On December, 19th,
a doll was smiling
I have already lightly touched upon presents and toys we had for Christmas. My sister and I had dolls but we were moderatly interested. I loved … books of course. She had Nounours (I hope you remember Nounours!).
We had lots of presents for Christmas because we were an extended family. So, we received presents from our parents, Grand-Parents on both sides, Godmothers and Godfathers, Uncles and Aunts, Great-Uncles and Great-Aunts, spinster Cousins, relatives, etc. But they always were cheap little things. Our parents wanted them so. They decided early very wisely that too many presents were spoiling children, that we were a tribe in ourselves and that we might share what was offered, and that we needed to play with our toys, break them when they were to be broken as we were children, and therefore only cheap toys could be played with and broken without regret.
After “the enchanted week” between Christmas and New Year’s Day, Mother saw with what we were playing most and took the other gifts. She put them in a special cupboard. After a while, we forgot about those toys and they arrived back to our utmost delight, all new and unbroken, when we were ill and wanted something clean to play with in bed, or for our name feast day, or in the middle of holidays during the year when we did not know what to do with ourselves.
This way, we had new gifts all the year round. But we were and we still are a bookish family and toys were very quickly replaced by books under the tree. I think I have already told you that one year, I made a long list of books in very cheap editions and broke up the list among our differents members of family and relatives or acquaintances. I received a heap of books and there never was a better Christmas for me. I spent the next term reading my books and had utterly bad marks at school (according to my parents’ standards). I was talked to and books were forbidden for a few days. I was glad to have notebooks as I passed the time writing stories unshamingly copied and plagiarized upon the books I had read. I even illustrated “my books”, which was the worse idea I could have as I was a disaster with paint brushes and colour pencils in hand in spite of all the drawing lessons I was taught.
Lots of our toys were handmade. My Godfather and Father’s Father were carpenters by hobby. So there were lots of trains, airplanes, railway stations and signals and villages, or dolls furniture made in wood by them both. Now that I am able to see them as an adult, I realise how beautiful they are and how much time it took to create them. It is a wonderful handicraft and their wives or other ladies of the family were involved to sew, embroider, and knit. There is love in them even if we did not find them fashionable at the time. No Barbie dolls for us and no bright plastic cars for the boys. Very disappointing when you are a child and want to be “like the others” (the others being your friends) but how much more lasting and rewarding when you become an adult!

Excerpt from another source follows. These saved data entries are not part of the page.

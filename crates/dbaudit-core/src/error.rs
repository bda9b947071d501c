//! Error types for dbaudit

use thiserror::Error;
use uuid::Uuid;

/// Result type alias for audit operations
pub type Result<T, E = AuditError> = std::result::Result<T, E>;

/// Failures reported by a store of record.
///
/// These are the primary-save failures a caller is expected to handle, so an audited
/// context hands them back untouched inside [`AuditError::Store`].
#[derive(Debug, Error)]
pub enum StoreError {
    /// The write conflicts with existing data (for example a duplicate key).
    #[error("Update conflict: {0}")]
    UpdateConflict(String),

    /// The row to update or delete no longer matches what was read.
    #[error("Concurrency violation on {entity_type} {id}")]
    ConcurrencyViolation { entity_type: String, id: Uuid },

    /// The store could not be reached or failed internally.
    #[error("Store unavailable: {0}")]
    Unavailable(String),

    /// The operation was cancelled before anything was written.
    #[error("Store operation cancelled")]
    Cancelled,
}

/// Errors raised by the audit pipeline
#[derive(Debug, Error)]
pub enum AuditError {
    /// A store failure, passed through unchanged.
    #[error(transparent)]
    Store(#[from] StoreError),

    /// A recorder needing the parent-context relation was used before it was set.
    #[error("The parent context of recorder `{0}` has not been set")]
    MissingParentContext(&'static str),

    /// A persisted type key has no entry in the type registry.
    #[error("Unknown type key: {0}")]
    UnknownType(String),

    /// An entity does not describe the named property.
    #[error("Entity type `{entity_type}` has no property `{property}`")]
    UnknownProperty {
        entity_type: String,
        property: String,
    },

    /// A value does not fit the declared type of a property.
    #[error("Property `{property}` expects {expected}, got {actual}")]
    PropertyType {
        property: String,
        expected: String,
        actual: String,
    },

    /// Serializing or deserializing a value failed.
    #[error("Codec error: {0}")]
    Codec(String),

    /// The staging area shared with recorders is unusable.
    #[error("Staging error: {0}")]
    Staging(String),

    /// Loading configuration failed.
    #[error(transparent)]
    Config(#[from] crate::config::ConfigError),
}

impl AuditError {
    /// The original store error, if this is a store failure
    pub fn as_store_error(&self) -> Option<&StoreError> {
        match self {
            AuditError::Store(err) => Some(err),
            _ => None,
        }
    }

    /// Unwrap the original store error, if this is a store failure
    pub fn into_store_error(self) -> Option<StoreError> {
        match self {
            AuditError::Store(err) => Some(err),
            _ => None,
        }
    }
}

impl From<serde_json::Error> for AuditError {
    fn from(err: serde_json::Error) -> Self {
        AuditError::Codec(err.to_string())
    }
}
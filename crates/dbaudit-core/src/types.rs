//! Stable type keys for persisted values
//!
//! A Change row stores the type of its property as a string key. The key is resolved
//! through a [`TypeRegistry`] when the serialized values are read back, never through
//! runtime type names.

use crate::error::{AuditError, Result};
use crate::value::ValueKind;
use std::collections::HashMap;

/// A registered type key and the value shape it decodes to
#[derive(Debug, Clone, PartialEq, Eq)]
pub struct TypeDescriptor {
    pub key: String,
    pub kind: ValueKind,
}

impl TypeDescriptor {
    pub fn new(key: impl Into<String>, kind: ValueKind) -> Self {
        Self {
            key: key.into(),
            kind,
        }
    }
}

/// Registry of type keys
#[derive(Debug, Clone)]
pub struct TypeRegistry {
    types: HashMap<String, TypeDescriptor>,
}

const BUILTINS: [ValueKind; 8] = [
    ValueKind::Bool,
    ValueKind::Int32,
    ValueKind::Int64,
    ValueKind::Float,
    ValueKind::Text,
    ValueKind::Uuid,
    ValueKind::Timestamp,
    ValueKind::Json,
];

impl Default for TypeRegistry {
    fn default() -> Self {
        Self::new()
    }
}

impl TypeRegistry {
    /// A registry holding the built-in keys
    pub fn new() -> Self {
        let types = BUILTINS
            .iter()
            .map(|kind| {
                let key = kind.as_str().to_string();
                (key.clone(), TypeDescriptor { key, kind: *kind })
            })
            .collect();
        Self { types }
    }

    /// Register an application key. Re-registering a key replaces it.
    pub fn register(mut self, key: impl Into<String>, kind: ValueKind) -> Self {
        let descriptor = TypeDescriptor::new(key, kind);
        self.types.insert(descriptor.key.clone(), descriptor);
        self
    }

    pub fn contains(&self, key: &str) -> bool {
        self.types.contains_key(key)
    }

    pub fn resolve(&self, key: &str) -> Result<&TypeDescriptor> {
        self.types
            .get(key)
            .ok_or_else(|| AuditError::UnknownType(key.to_string()))
    }

    pub fn len(&self) -> usize {
        self.types.len()
    }

    pub fn is_empty(&self) -> bool {
        self.types.is_empty()
    }
}

#[cfg(test)]
mod tests {
    use super::*;

    #[test]
    fn test_builtins_resolve() {
        let registry = TypeRegistry::new();
        assert_eq!(registry.len(), 8);
        assert_eq!(registry.resolve("string").unwrap().kind, ValueKind::Text);
        assert_eq!(registry.resolve("i32").unwrap().kind, ValueKind::Int32);
    }

    #[test]
    fn test_unknown_key() {
        let registry = TypeRegistry::new();
        let err = registry.resolve("money").unwrap_err();
        assert!(matches!(err, AuditError::UnknownType(key) if key == "money"));
    }

    #[test]
    fn test_register_custom_key() {
        let registry = TypeRegistry::new().register("order_status", ValueKind::Text);
        assert!(registry.contains("order_status"));
        assert_eq!(
            registry.resolve("order_status").unwrap(),
            &TypeDescriptor::new("order_status", ValueKind::Text)
        );
    }
}
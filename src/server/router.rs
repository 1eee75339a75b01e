use axum::http::{header, HeaderValue, Method};
use axum::routing::{get, post};
use axum::Router;
use std::sync::Arc;
use tower_http::cors::{AllowOrigin, CorsLayer};
use tower_http::trace::TraceLayer;

use crate::server::handlers::{chat, generate, health, info, memory, summary};
use crate::state::AppState;

/// Creates the application router: chat, direct generation, summary, session
/// memory, health and info routes behind CORS and request tracing.
pub fn router(state: Arc<AppState>) -> Router {
    let cors_layer = build_cors_layer(&state.config.server.cors_allowed_origins);
    Router::new()
        .route("/", get(health::health))
        .route("/health", get(health::health))
        .route("/info", get(info::info))
        .route("/chat", post(chat::chat))
        .route("/generate", post(generate::generate))
        .route("/summary", post(summary::summary))
        .route(
            "/memory/:thread_id",
            get(memory::get_memory).delete(memory::delete_memory),
        )
        .with_state(state)
        .layer(cors_layer)
        .layer(TraceLayer::new_for_http())
}

fn build_cors_layer(configured: &[String]) -> CorsLayer {
    let origins = resolve_allowed_origins(configured);

    let allow_origin = if origins.iter().any(|o| o == "*") {
        AllowOrigin::any()
    } else {
        AllowOrigin::list(
            origins
                .into_iter()
                .filter_map(|origin| HeaderValue::from_str(&origin).ok())
                .collect::<Vec<_>>(),
        )
    };

    CorsLayer::new()
        .allow_origin(allow_origin)
        .allow_methods([Method::GET, Method::POST, Method::DELETE, Method::OPTIONS])
        .allow_headers([header::ACCEPT, header::CONTENT_TYPE])
}

fn resolve_allowed_origins(configured: &[String]) -> Vec<String> {
    let origins = configured
        .iter()
        .map(|item| item.trim())
        .filter(|item| !item.is_empty())
        .map(|item| item.to_string())
        .collect::<Vec<_>>();

    if origins.is_empty() {
        return default_local_origins();
    }

    origins
}

fn default_local_origins() -> Vec<String> {
    vec![
        "http://localhost".to_string(),
        "http://localhost:3000".to_string(),
        "http://localhost:5173".to_string(),
        "http://127.0.0.1".to_string(),
        "http://127.0.0.1:3000".to_string(),
        "http://127.0.0.1:5173".to_string(),
        "http://127.0.0.1:8000".to_string(),
    ]
}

One year, one of my friends received a doll that talked. I thought that was wonderful because I heard of the doll but did not see it. Instead of that, Mother and her Mother, Father and his Father made the kind of “crib on wheels” you may see above. The crib or craddle itself was made with a deep crate they had found at the market and that would have held vegetables. It was tastefully dressed in pink and white with a toile de jouy set and fine embroided bed linen. In fact my sister and I had one each – which means lots of work! – and each was a replica of our own crib. In each, there was a doll asleep. They still are little marvels and I wonder how much time was necessary to make them and how many confabulations there must have been among the different members of the family involved.
Anyway, at that time, I was terriby outraged. My friend has a doll who could speak and I had a crate covered with cloth! My doll was a small affair with hand-made clothes in a little cardboard suitcase. They were present for poor children. They were no presents at all. I showed all this to my sister who could not understand all I was saying and was playing happily with both crib and doll. But I persuaded her to go, show our presents and lift up the flying adornments of the crib. She went to Father and Mother, lifted up the cloth, and said what I had told her to say in her own distorted language that meant: “mended crates”.
Mother understood immediately and looked at me with reproach. Father never touched us but it was one time where he could have slapped me. I saw tears running on Mother’s cheeks.
I was deeply embarrassed and then shameful and then sad and then weeping as well. My sister started to weep to join us and it all ended in hugs, but I was lectured and scolded afterwards in private by Father. As I admired him immensely, it was worse than a slap.
I discovered a few days later that the doll that could talk was able to say the say ten or fifteen sentences and not at all to hold a converstaion as I had thought. I felt my presents gaining in weight and value in consequence.
A year or so ago, I met this friend in Dordogne and told her the part of the story about her doll. She had no memory of it. We still have craddles, dolls, cardboard suitcases and the handmade clothes. I think we were certainly the most fortunate!